Par Emmanuel
Fusiller, Président d’Administra Paris
La récente décision de
l'Assemblée nationale de rejeter la proposition de loi visant à assouplir les
conditions d’interdiction de location des passoires thermiques dans certaines
copropriétés soulève des interrogations majeures pour les copropriétaires et
les gestionnaires immobiliers. Cette proposition, transpartisane, visait à
introduire des dérogations pour les logements confrontés à des obstacles
financiers ou techniques rendant la rénovation énergétique difficile.
Un cadre législatif
rigide face à la complexité des copropriétés
La loi Climat et
Résilience de 2021 a instauré un calendrier strict pour l'interdiction
progressive de la location des logements les plus énergivores. Si l'objectif
est louable, il est essentiel de reconnaître la complexité particulière pour
l’habitat ancien. Les décisions de travaux y sont souvent longues à obtenir,
nécessitant l'accord de multiples parties prenantes aux intérêts parfois
divergents. De plus, le coût élevé des rénovations énergétiques et l’absence
d’une diversité de matériaux de construction de plus en plus performants
constitue un frein significatif, surtout pour les copropriétaires aux
ressources limitées.
Des aides insuffisantes
et une information lacunaire
Bien que des
dispositifs tels que MaPrimeRénov' existent pour soutenir la rénovation
énergétique, leur complexité et le manque de communication efficace limitent
leur impact. Une enquête récente révèle que plus de la moitié des propriétaires
ne se sentent pas bien informés sur la rénovation énergétique des copropriétés,
et seuls 3 sur 10 indiquent avoir été sensibilisés à la rénovation globale par
leur syndic. Cette situation entrave la mise en œuvre des travaux nécessaires
pour améliorer la performance énergétique des bâtiments., le dernier bilan pour
2024 de l’ANAH le nombre de rénovation de logement simple diminue de 40% par
rapport à l’an dernier.
Vers une approche plus
pragmatique et adaptée
Il est impératif que
les pouvoirs publics adoptent une approche plus pragmatique, tenant compte des
réalités du terrain. Plutôt que d'imposer des interdictions strictes sans
distinction, il serait judicieux de prévoir des dérogations ciblées pour les
copropriétés rencontrant des obstacles majeurs à la rénovation. Parallèlement,
une simplification des démarches administratives et une meilleure information
sur les aides disponibles sont essentielles sans oublier le financement de la
R&D pour des matériaux de rénovations plus performants afin d’encourager
les copropriétaires à entreprendre des travaux d'amélioration énergétique.

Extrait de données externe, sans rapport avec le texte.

use crate::{
    api::client_for,
    components::{ErrorAlert, Loading, PaginationControls},
    hooks::{page_callback, use_paginated},
    models::app_state::AppState,
    routes::MainRoute,
};
use shared::{RemoteResource, models::WorkoutLog};
use yew::prelude::*;
use yew_router::prelude::Link;
use yewdux::prelude::use_selector;

fn workout_row(workout: &WorkoutLog) -> Html {
    let date = workout
        .date
        .map_or_else(|| "-".to_string(), |date| date.format("%Y-%m-%d").to_string());
    let duration = workout
        .duration
        .map_or_else(|| "-".to_string(), |minutes| format!("{minutes} min"));
    let feeling = workout
        .feeling_rating
        .map_or_else(|| "-".to_string(), |rating| format!("{rating}/5"));

    html! {
        <tr key={workout.id.clone()}>
            <td class="font-semibold">{workout.routine_name().to_string()}</td>
            <td>{date}</td>
            <td>{duration}</td>
            <td>{format!("{:.1} kg", workout.total_volume())}</td>
            <td>{feeling}</td>
        </tr>
    }
}

#[function_component(WorkoutsPage)]
pub fn workouts_page() -> Html {
    let token = use_selector(AppState::token);
    let (workouts, pager) = use_paginated((*token).clone(), |token, page| async move {
        client_for(token.as_deref()).workouts(page).await
    });

    let content = match &*workouts {
        RemoteResource::Loading => html! { <Loading /> },
        RemoteResource::Failed(message) => html! { <ErrorAlert message={message.clone()} /> },
        RemoteResource::Ready(page) if page.items.is_empty() => html! {
            <p class="opacity-70">{"No workouts logged yet."}</p>
        },
        RemoteResource::Ready(page) => html! {
            <>
                <div class="overflow-x-auto">
                    <table class="table table-zebra">
                        <thead>
                            <tr>
                                <th>{"Routine"}</th>
                                <th>{"Date"}</th>
                                <th>{"Duration"}</th>
                                <th>{"Volume"}</th>
                                <th>{"Feeling"}</th>
                            </tr>
                        </thead>
                        <tbody>
                            { for page.items.iter().map(workout_row) }
                        </tbody>
                    </table>
                </div>
                <PaginationControls pager={*pager} on_change={page_callback(&pager)} />
            </>
        },
    };

    html! {
        <div class="space-y-4">
            <div class="flex items-center justify-between">
                <h1 class="text-3xl font-bold">{"Workouts"}</h1>
                <Link<MainRoute> to={MainRoute::StartWorkout} classes="btn btn-primary btn-sm">
                    {"Start Workout"}
                </Link<MainRoute>>
            </div>
            {content}
        </div>
    }
}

Si la transition énergétique est un enjeu crucial pour notre société. Elle ne saurait se faire sans une prise en compte des contraintes spécifiques des copropriétés. Un équilibre doit être trouvé entre les objectifs environnementaux et la faisabilité économique et sociale des mesures imposées. Il est temps d'engager un dialogue constructif entre législateurs, gestionnaires immobiliers et copropriétaires pour élaborer des solutions adaptées et efficaces, autrement dit laisser du temps au temps.